> Task details
Here is a block of records. Copy every line in it that includes "than".

> Provided data
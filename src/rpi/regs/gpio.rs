use ral_registers::RWRegister;

use super::Block;

/// Offset of the GPIO block from the peripheral base.
pub const GPIO_OFFSET: u32 = 0x0020_0000;

/// Number of GPIO lines.
pub const GPIO_COUNT: u8 = 58;

#[repr(C)]
pub struct RegisterBlock {
    pub GPFSEL: [RWRegister<u32>; 6],
    _reserved0: u32,
    pub GPSET: [RWRegister<u32>; 2],
    _reserved1: u32,
    pub GPCLR: [RWRegister<u32>; 2],
    _reserved2: u32,
    pub GPLEV: [RWRegister<u32>; 2],
    _reserved3: u32,
    pub GPEDS: [RWRegister<u32>; 2],
    _reserved4: u32,
    pub GPREN: [RWRegister<u32>; 2],
    _reserved5: u32,
    pub GPFEN: [RWRegister<u32>; 2],
    _reserved6: u32,
    pub GPHEN: [RWRegister<u32>; 2],
    _reserved7: u32,
    pub GPLEN: [RWRegister<u32>; 2],
    _reserved8: u32,
    pub GPAREN: [RWRegister<u32>; 2],
    _reserved9: u32,
    pub GPAFEN: [RWRegister<u32>; 2],
    _reserved10: u32,
    /// Pull-up/down control, BCM2835 to BCM2837 only.
    pub GPPUD: RWRegister<u32>,
    pub GPPUDCLK: [RWRegister<u32>; 2],
    _reserved11: [u32; 17],
    /// Pull-up/down control, BCM2711 only. Two bits per pin.
    pub GPIO_PUP_PDN_CNTRL: [RWRegister<u32>; 4],
}

impl Block for RegisterBlock {
    const NAME: &'static str = "GPIO";
}

/// Width of one pin's function-select field.
pub const FSEL_WIDTH: u32 = 3;
/// Pins per function-select register.
pub const FSEL_PER_REG: u8 = 10;

pub mod GPPUD {
    field!(PUD, 0, 2, OFF = 0, DOWN = 1, UP = 2);
}

#[cfg(test)]
mod tests {
    use super::*;

    #[test]
    fn register_layout() {
        let block = core::mem::MaybeUninit::<RegisterBlock>::uninit();
        let base = block.as_ptr() as usize;
        let offset_of = |ptr: *const RWRegister<u32>| ptr as usize - base;
        // SAFETY: only addresses are computed, nothing is read.
        unsafe {
            let ptr = block.as_ptr();
            assert_eq!(offset_of(core::ptr::addr_of!((*ptr).GPSET).cast()), 0x1c);
            assert_eq!(offset_of(core::ptr::addr_of!((*ptr).GPCLR).cast()), 0x28);
            assert_eq!(offset_of(core::ptr::addr_of!((*ptr).GPPUD)), 0x94);
            assert_eq!(offset_of(core::ptr::addr_of!((*ptr).GPPUDCLK).cast()), 0x98);
            assert_eq!(
                offset_of(core::ptr::addr_of!((*ptr).GPIO_PUP_PDN_CNTRL).cast()),
                0xe4
            );
        }
    }
}
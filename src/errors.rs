use std::{io, path::PathBuf};

use snafu::prelude::*;

/// Errors of the hardware detection in [`rpi::hardware`](crate::rpi::hardware).
#[derive(Debug, Snafu)]
#[snafu(visibility(pub(crate)))]
pub enum DetectError {
    /// The platform identity file could not be read.
    #[snafu(display("couldn't read model file {}", path.display()))]
    ReadModel {
        /// The file that was read.
        path: PathBuf,
        /// The underlying I/O error.
        source: io::Error,
    },
    /// None of the known Raspberry Pi variants is a prefix of the reported model.
    #[snafu(display("couldn't identify Pi model {model:?}"))]
    UnknownModel {
        /// The model string as reported by the system.
        model: String,
    },
}

/// Errors of the VideoCore mailbox property interface.
#[derive(Debug, Snafu)]
#[snafu(visibility(pub(crate)))]
pub enum MailboxError {
    /// The mailbox device could not be opened. Usually this requires root.
    #[snafu(display("couldn't open mailbox device {}", path.display()))]
    Open {
        /// The mailbox device node.
        path: PathBuf,
        /// The underlying I/O error.
        source: io::Error,
    },
    /// The property ioctl failed.
    #[snafu(display("mailbox property call for tag {tag:#x} failed"))]
    Ioctl {
        /// The property tag of the request.
        tag: u32,
        /// The underlying I/O error.
        source: io::Error,
    },
    /// The firmware did not acknowledge the request.
    #[snafu(display("firmware rejected tag {tag:#x} (response code {code:#x})"))]
    Rejected {
        /// The property tag of the request.
        tag: u32,
        /// The response code word returned by the firmware.
        code: u32,
    },
    /// The firmware answered a memory request with a non-zero status word.
    #[snafu(display("firmware reported status {status:#x} for GPU memory handle {handle}"))]
    Status {
        /// The GPU memory handle.
        handle: u32,
        /// The status word.
        status: u32,
    },
    /// The request does not fit into a single property message.
    #[snafu(display("request for tag {tag:#x} needs {words} words, more than a message holds"))]
    MessageTooLarge {
        /// The property tag of the request.
        tag: u32,
        /// The number of words the message would need.
        words: usize,
    },
}

/// Errors of the DMA memory allocator.
#[derive(Debug, Snafu)]
#[snafu(visibility(pub(crate)))]
pub enum DmaError {
    /// The mailbox allocate request failed.
    #[snafu(display("couldn't allocate {size} bytes of GPU memory"))]
    Allocate {
        /// The requested size in bytes.
        size: usize,
        /// The mailbox error.
        source: MailboxError,
    },
    /// The firmware returned a null handle; GPU memory is exhausted.
    #[snafu(display("GPU memory exhausted while allocating {size} bytes"))]
    Exhausted {
        /// The requested size in bytes.
        size: usize,
    },
    /// The mailbox lock request failed.
    #[snafu(display("couldn't lock GPU memory handle {handle}"))]
    Lock {
        /// The GPU memory handle.
        handle: u32,
        /// The mailbox error.
        source: MailboxError,
    },
    /// Locking returned a null bus address.
    #[snafu(display("locking GPU memory handle {handle} returned no bus address"))]
    NullBusAddress {
        /// The GPU memory handle.
        handle: u32,
    },
    /// Mapping the locked memory into the process failed.
    #[snafu(display("couldn't map {size} bytes at physical address {address:#x}"))]
    Map {
        /// The physical address of the region.
        address: u32,
        /// The size of the region.
        size: usize,
        /// The underlying I/O error.
        source: io::Error,
    },
    /// Unmapping the buffer failed.
    Unmap {
        /// The underlying I/O error.
        source: io::Error,
    },
    /// The mailbox unlock request failed.
    #[snafu(display("couldn't unlock GPU memory handle {handle}"))]
    Unlock {
        /// The GPU memory handle.
        handle: u32,
        /// The mailbox error.
        source: MailboxError,
    },
    /// The mailbox release request failed.
    #[snafu(display("couldn't release GPU memory handle {handle}"))]
    Release {
        /// The GPU memory handle.
        handle: u32,
        /// The mailbox error.
        source: MailboxError,
    },
}

/// Errors of the peripheral register layer.
#[derive(Debug, Snafu)]
#[snafu(visibility(pub(crate)))]
pub enum PeripheralError {
    /// A register block could not be mapped. Usually this requires root.
    #[snafu(display("couldn't map {block} registers at {address:#x}"))]
    MapRegisters {
        /// The name of the register block.
        block: &'static str,
        /// The physical address of the block.
        address: u32,
        /// The underlying I/O error.
        source: io::Error,
    },
    /// The DMA channel number is not one of the 16 channels.
    #[snafu(display("invalid DMA channel {channel}"))]
    InvalidDmaChannel {
        /// The requested channel.
        channel: u8,
    },
    /// The pin cannot be routed to a PWM output.
    #[snafu(display("GPIO {pin} has no PWM function"))]
    InvalidPin {
        /// The requested GPIO pin.
        pin: u8,
    },
    /// No pins were given to output the signal on.
    NoPins,
    /// The PWM frequency cannot be derived from the clock oscillator.
    #[snafu(display("PWM frequency {frequency} Hz is out of range"))]
    InvalidFrequency {
        /// The requested frequency.
        frequency: u32,
    },
    /// The DMA buffer is smaller than the transfer it should hold.
    #[snafu(display("DMA buffer holds {capacity} bytes, transfer needs {required}"))]
    BufferTooSmall {
        /// Payload capacity of the buffer.
        capacity: usize,
        /// Bytes required by the transfer.
        required: usize,
    },
    /// The clock manager did not reach the expected state.
    #[snafu(display("PWM clock did not settle in time (enabling: {enabling})"))]
    ClockTimeout {
        /// Whether the clock was being enabled.
        enabling: bool,
    },
    /// The DMA engine reported an error.
    #[snafu(display("DMA transfer failed (debug flags {debug:#x})"))]
    DmaTransfer {
        /// The content of the channel's DEBUG register.
        debug: u32,
    },
    /// A peripheral was used before it was initialized.
    #[snafu(display("{block} used before initialization"))]
    NotInitialized {
        /// The name of the peripheral.
        block: &'static str,
    },
}

/// Errors of [`RPi::new`](crate::rpi::RPi::new).
#[derive(Debug, Snafu)]
#[snafu(visibility(pub(crate)))]
pub enum RpiError {
    /// Couldn't detect RPi hardware.
    Detect {
        /// The detection error.
        source: DetectError,
    },
    /// Couldn't open the mailbox.
    OpenMailbox {
        /// The mailbox error.
        source: MailboxError,
    },
}

/// A colour order or colour model name was not recognized.
#[derive(Debug, Snafu, PartialEq, Eq)]
#[snafu(visibility(pub(crate)), display("unknown {kind} {value:?}"))]
pub struct ParseColorError {
    /// What was being parsed.
    kind: &'static str,
    /// The rejected input.
    value: String,
}

/// Violations of the pixel buffer's calling contract.
///
/// These are programming errors at the call site and are never worth retrying.
#[derive(Debug, Snafu, PartialEq, Eq)]
#[snafu(visibility(pub(crate)))]
pub enum PixelError {
    /// The pixel index is past the end of the strip.
    #[snafu(display("pixel {index} out of range for a strip of {len} pixels"))]
    IndexOutOfRange {
        /// The requested index.
        index: usize,
        /// The number of pixels.
        len: usize,
    },
    /// A bulk setter received the wrong number of pixels.
    #[snafu(display("expected {expected} pixels, got {actual}"))]
    LengthMismatch {
        /// The number of pixels of the strip.
        expected: usize,
        /// The number of pixels passed in.
        actual: usize,
    },
    /// A bulk setter does not match the strip's color model.
    #[snafu(display("strip has {actual} color channels, setter needs {expected}"))]
    ChannelMismatch {
        /// Channels written by the setter.
        expected: usize,
        /// Channels configured on the strip.
        actual: usize,
    },
}

/// Errors of the [`Ws281x`](crate::ws281x::Ws281x) driver.
#[derive(Debug, Snafu)]
#[snafu(visibility(pub(crate)))]
pub enum Ws281xError {
    /// Couldn't init RPi.
    Init {
        /// The hardware handle error.
        source: RpiError,
    },
    /// The configuration cannot describe a strip.
    #[snafu(display("invalid configuration: {reason}"))]
    InvalidConfig {
        /// What is wrong.
        reason: &'static str,
    },
    /// Couldn't get DMA buffer.
    GetDmaBuf {
        /// The allocation error.
        source: DmaError,
    },
    /// Couldn't init DMA registers.
    InitDma {
        /// The register error.
        source: PeripheralError,
    },
    /// Couldn't init GPIO.
    InitGpio {
        /// The register error.
        source: PeripheralError,
    },
    /// Couldn't init PWM.
    InitPwm {
        /// The register error.
        source: PeripheralError,
    },
    /// Pre-DMA wait failed.
    Wait {
        /// The register error.
        source: PeripheralError,
    },
    /// Couldn't start DMA.
    Start {
        /// The register error.
        source: PeripheralError,
    },
    /// Couldn't stop PWM.
    Stop {
        /// The register error.
        source: PeripheralError,
    },
    /// Couldn't free DMA buffer.
    FreeDmaBuf {
        /// The release error.
        source: DmaError,
    },
    /// The driver has already been closed.
    Closed,
}

/// Errors of the [`Lpd8806`](crate::lpd8806::Lpd8806) driver.
#[derive(Debug, Snafu)]
#[snafu(visibility(pub(crate)))]
pub enum Lpd8806Error {
    /// Couldn't set SPI speed.
    #[snafu(display("couldn't set SPI speed to {hz} Hz"))]
    SpiSpeed {
        /// The requested clock speed.
        hz: u32,
        /// The underlying I/O error.
        source: io::Error,
    },
    /// Writing to the SPI device failed.
    Write {
        /// The underlying I/O error.
        source: io::Error,
    },
    /// The strip has already been closed.
    StripClosed,
}
#![deny(missing_docs)]
#![doc = include_str!("../README.md")]
#![cfg_attr(docsrs, feature(doc_cfg))]

/// Colour orders and colour models
pub mod color;
/// Error types
pub mod errors;
/// LPD8806 strips on a spidev device.
///
/// The LPD8806 takes seven bits per channel with the top bit set, and latches
/// after one zero byte per 32 pixels.
pub mod lpd8806;
/// Pixel types and the pixel buffer
pub mod pixel;
/// Raspberry Pi hardware access.
///
/// [`RPi`] owns everything a streaming driver needs from the SoC: the detected
/// board, the firmware mailbox and the mapped DMA, PWM, clock and GPIO
/// registers. All of it requires root.
pub mod rpi;
/// The common LED strip interface
pub mod strip;
/// WS2811/WS2812/SK6812 strips on the PWM peripheral.
///
/// The pixel bytes are expanded into a PWM symbol stream in a DMA buffer;
/// the DMA engine then feeds it to the PWM FIFO while the CPU is free.
pub mod ws281x;

pub use color::{ColorModel, ColorOrder};
pub use lpd8806::Lpd8806;
pub use pixel::{Pixel, PixelBuffer, Rgb, Rgbw};
pub use rpi::RPi;
pub use strip::LedStrip;
pub use ws281x::{Ws281x, Ws281xConfig};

> Response to this exercise
    #[snafu(display("request for tag {tag:#x} needs {words} words, more than a message holds"))]
    /// The DMA buffer is smaller than the transfer it should hold.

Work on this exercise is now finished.